Collected data entries
+ + + + + + +

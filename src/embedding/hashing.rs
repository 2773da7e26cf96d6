//! Offline feature-hashing embedder.
//!
//! Tokens are lowercased alphanumeric runs; CJK ideographs and kana are
//! emitted one token per character since those scripts do not separate
//! words with spaces. Each token is hashed into one of `dims` buckets with a
//! hash-derived sign, and the result is L2-normalised. Identical text always
//! yields identical vectors, which makes this provider the default for
//! air-gapped installs and for tests.

use async_trait::async_trait;

use super::EmbeddingProvider;
use crate::error::KbResult;

pub const DEFAULT_HASH_DIMS: usize = 256;

pub struct HashingProvider {
    model: String,
    dims: usize,
}

impl HashingProvider {
    pub fn new(dims: usize) -> Self {
        let dims = dims.max(1);
        Self {
            model: format!("hash-{}", dims),
            dims,
        }
    }

    pub fn embed_one(&self, text: &str) -> Vec<f32> {
        let mut vec = vec![0.0f32; self.dims];
        for token in tokenize(text) {
            let h = fnv1a(token.as_bytes());
            let bucket = (h % self.dims as u64) as usize;
            let sign = if (h >> 63) == 0 { 1.0 } else { -1.0 };
            vec[bucket] += sign;
        }
        let norm = vec.iter().map(|v| v * v).sum::<f32>().sqrt();
        if norm > f32::EPSILON {
            for v in vec.iter_mut() {
                *v /= norm;
            }
        }
        vec
    }
}

impl Default for HashingProvider {
    fn default() -> Self {
        Self::new(DEFAULT_HASH_DIMS)
    }
}

#[async_trait]
impl EmbeddingProvider for HashingProvider {
    fn model_name(&self) -> &str {
        &self.model
    }

    fn dims(&self) -> usize {
        self.dims
    }

    async fn embed(&self, texts: &[String]) -> KbResult<Vec<Vec<f32>>> {
        Ok(texts.iter().map(|t| self.embed_one(t)).collect())
    }
}

fn is_cjk(c: char) -> bool {
    matches!(c as u32,
        0x3040..=0x30FF   // hiragana, katakana
        | 0x3400..=0x4DBF // CJK extension A
        | 0x4E00..=0x9FFF // CJK unified
        | 0xAC00..=0xD7AF // hangul syllables
        | 0xF900..=0xFAFF)
}

pub(crate) fn tokenize(text: &str) -> Vec<String> {
    let mut tokens = Vec::new();
    let mut word = String::new();
    for c in text.chars().flat_map(char::to_lowercase) {
        if is_cjk(c) {
            if !word.is_empty() {
                tokens.push(std::mem::take(&mut word));
            }
            tokens.push(c.to_string());
        } else if c.is_alphanumeric() {
            word.push(c);
        } else if !word.is_empty() {
            tokens.push(std::mem::take(&mut word));
        }
    }
    if !word.is_empty() {
        tokens.push(word);
    }
    tokens
}

fn fnv1a(bytes: &[u8]) -> u64 {
    let mut hash: u64 = 0xcbf29ce484222325;
    for b in bytes {
        hash ^= *b as u64;
        hash = hash.wrapping_mul(0x100000001b3);
    }
    hash
}

#[cfg(test)]
mod tests {
    use super::*;
    use crate::embedding::cosine_similarity;

    #[test]
    fn test_tokenize_mixed_scripts() {
        assert_eq!(
            tokenize("Capital of FRANCE: 巴黎!"),
            vec!["capital", "of", "france", "巴", "黎"]
        );
    }

    #[test]
    fn test_deterministic_and_normalised() {
        let p = HashingProvider::new(64);
        let a = p.embed_one("The capital of France is Paris.");
        let b = p.embed_one("The capital of France is Paris.");
        assert_eq!(a, b);
        let norm: f32 = a.iter().map(|v| v * v).sum::<f32>().sqrt();
        assert!((norm - 1.0).abs() < 1e-5);
    }

    #[test]
    fn test_related_text_scores_higher() {
        let p = HashingProvider::default();
        let doc = p.embed_one("The capital of France is Paris.");
        let related = p.embed_one("What is the capital of France?");
        let unrelated = p.embed_one("Photosynthesis converts sunlight into sugar.");
        assert!(cosine_similarity(&doc, &related) > cosine_similarity(&doc, &unrelated));
    }

    #[test]
    fn test_empty_text_is_zero_vector() {
        let p = HashingProvider::new(8);
        assert!(p.embed_one("  ...  ").iter().all(|v| *v == 0.0));
    }

    #[test]
    fn test_model_name_includes_dims() {
        assert_eq!(HashingProvider::new(128).model_name(), "hash-128");
    }
}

+ + + + + + +

→ **TASK PROMPT**:
Whenever the string "super" shows up in a line of the records, copy that line.

→ **RESULT FOR THIS EXERCISE**:
use super::EmbeddingProvider;
    use super::*;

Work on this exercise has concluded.